I’m not one to show emotion in public. Apart from the occasional bouts of hearty laughter, I’m about as expressive as a Vulcan with resting bitch face. No joke, at my wedding rehearsal my family all had the note that we needed to look like my husband and I liked each other. When I say “I don’t hate it” I’m about maxed out in the enthusiasm department.
With that in mind, I kind of hate my opening chapter. I don’t fully hate it, but in the ever unhelpful words of my boss, “It just doesn’t pop.”
It starts off kind of slow and while it builds to something that I hate less, it doesn’t quite charm me the way that it had when I first wrote it. I think it was that I took out some of the more crass language because not everyone speaks gay as fluently as I do. Without this humour, it doesn’t work. Since I’ve been thinking a lot about the querying process and I’ll have to submit the first however many pages, I worry that eagle-eyed agents will be similarly unimpressed by it and this will ravage my confidence. Of course in the grand scheme of things, the agents are only doing what many readers do when they thumb through the first few pages, and revising this now will only help me, but still.
“But still…” The tired aspiring author whines before remembering that he.is.the.author.
It occurred to me this afternoon that while I don’t fully hate it, it’s not unsalvageable. As the person writing the story, I can do whatever the heck I want with it to fix it. So, on my lunch break I took out my biggest scariest red pen and started to work. Soon I found that the task wasn’t as big as I had made it out in my mind. The bones of it are all still there, I just needed to bring the funny. I needed to make it pop.

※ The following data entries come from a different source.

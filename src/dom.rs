//! Thin helpers over web-sys used by every feature.

use wasm_bindgen::closure::Closure;
use wasm_bindgen::{JsCast, JsValue};
use web_sys::js_sys::{Array, Reflect};
use web_sys::{
    Document, Element, Event, EventTarget, HtmlElement, IntersectionObserver,
    IntersectionObserverEntry, IntersectionObserverInit, NodeList, ScrollBehavior, ScrollToOptions,
    Window,
};

use crate::error::Result;

fn elements(list: NodeList) -> Vec<Element> {
    (0..list.length())
        .filter_map(|i| list.item(i))
        .filter_map(|node| node.dyn_into::<Element>().ok())
        .collect()
}

/// All matches in document order. An invalid selector matches nothing.
pub fn query_all(document: &Document, selector: &str) -> Vec<Element> {
    document
        .query_selector_all(selector)
        .map(elements)
        .unwrap_or_default()
}

pub fn query_all_in(root: &Element, selector: &str) -> Vec<Element> {
    root.query_selector_all(selector)
        .map(elements)
        .unwrap_or_default()
}

pub fn query(document: &Document, selector: &str) -> Option<Element> {
    document.query_selector(selector).ok().flatten()
}

/// Height of the sticky site header, or `fallback` if the page has none.
pub fn header_height(document: &Document, fallback: f64) -> f64 {
    query(document, ".l-header, header")
        .and_then(|el| el.dyn_into::<HtmlElement>().ok())
        .map(|header| f64::from(header.offset_height()))
        .unwrap_or(fallback)
}

pub fn scroll_y(window: &Window) -> f64 {
    window.scroll_y().unwrap_or(0.0)
}

pub fn smooth_scroll_to(window: &Window, top: f64) {
    let options = ScrollToOptions::new();
    options.set_top(top);
    options.set_behavior(ScrollBehavior::Smooth);
    window.scroll_to_with_scroll_to_options(&options);
}

/// Whether `window` exposes the named constructor, e.g. `IntersectionObserver`.
pub fn supports(window: &Window, name: &str) -> bool {
    Reflect::has(window, &JsValue::from_str(name)).unwrap_or(false)
}

pub fn set_class(element: &Element, class: &str, on: bool) {
    let _ = element.class_list().toggle_with_force(class, on);
}

pub fn add_class(element: &Element, class: &str) {
    let _ = element.class_list().add_1(class);
}

pub fn has_class(element: &Element, class: &str) -> bool {
    element.class_list().contains(class)
}

/// Sets a CSS custom property on the element's inline style.
pub fn set_css_var(element: &Element, name: &str, value: &str) {
    if let Some(el) = element.dyn_ref::<HtmlElement>() {
        let _ = el.style().set_property(name, value);
    }
}

/// An event listener that is removed again when dropped.
pub struct Listener {
    target: EventTarget,
    kind: &'static str,
    callback: Closure<dyn FnMut(Event)>,
}

impl Listener {
    pub fn new<F>(target: &EventTarget, kind: &'static str, handler: F) -> Result<Self>
    where
        F: FnMut(Event) + 'static,
    {
        let callback = Closure::<dyn FnMut(Event)>::new(handler);
        target.add_event_listener_with_callback(kind, callback.as_ref().unchecked_ref())?;
        Ok(Self {
            target: target.clone(),
            kind,
            callback,
        })
    }
}

impl Drop for Listener {
    fn drop(&mut self) {
        let _ = self
            .target
            .remove_event_listener_with_callback(self.kind, self.callback.as_ref().unchecked_ref());
    }
}

/// Calls back once per element the first time it becomes visible, then
/// stops watching that element. Disconnects when dropped.
pub struct VisibilityObserver {
    observer: IntersectionObserver,
    _callback: Closure<dyn FnMut(Array, IntersectionObserver)>,
}

impl VisibilityObserver {
    pub fn once<F>(threshold: f64, root_margin: Option<&str>, mut on_visible: F) -> Result<Self>
    where
        F: FnMut(Element) + 'static,
    {
        let callback = Closure::<dyn FnMut(Array, IntersectionObserver)>::new(
            move |entries: Array, observer: IntersectionObserver| {
                for entry in entries.iter() {
                    let Ok(entry) = entry.dyn_into::<IntersectionObserverEntry>() else {
                        continue;
                    };
                    if entry.is_intersecting() {
                        let target = entry.target();
                        observer.unobserve(&target);
                        on_visible(target);
                    }
                }
            },
        );

        let options = IntersectionObserverInit::new();
        options.set_threshold(&JsValue::from_f64(threshold));
        if let Some(margin) = root_margin {
            options.set_root_margin(margin);
        }
        let observer =
            IntersectionObserver::new_with_options(callback.as_ref().unchecked_ref(), &options)?;

        Ok(Self {
            observer,
            _callback: callback,
        })
    }

    pub fn observe(&self, element: &Element) {
        self.observer.observe(element);
    }
}

impl Drop for VisibilityObserver {
    fn drop(&mut self) {
        self.observer.disconnect();
    }
}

It’s still not done, I do spend some of my lunch break actually eating afterall (see: waist-size), but it’s closer to something I don’t hate.
There are a metric shit ton of resources out there for honing your first few pages. One blog that I’m quite taken with at the moment, I Believe in Story, has a post about revising first pages written by Maria Vicente with the advice to view it in sections. Ask yourself is the first line great? Is the first paragraph great? Go from there.
(For the record, no my first line is not great)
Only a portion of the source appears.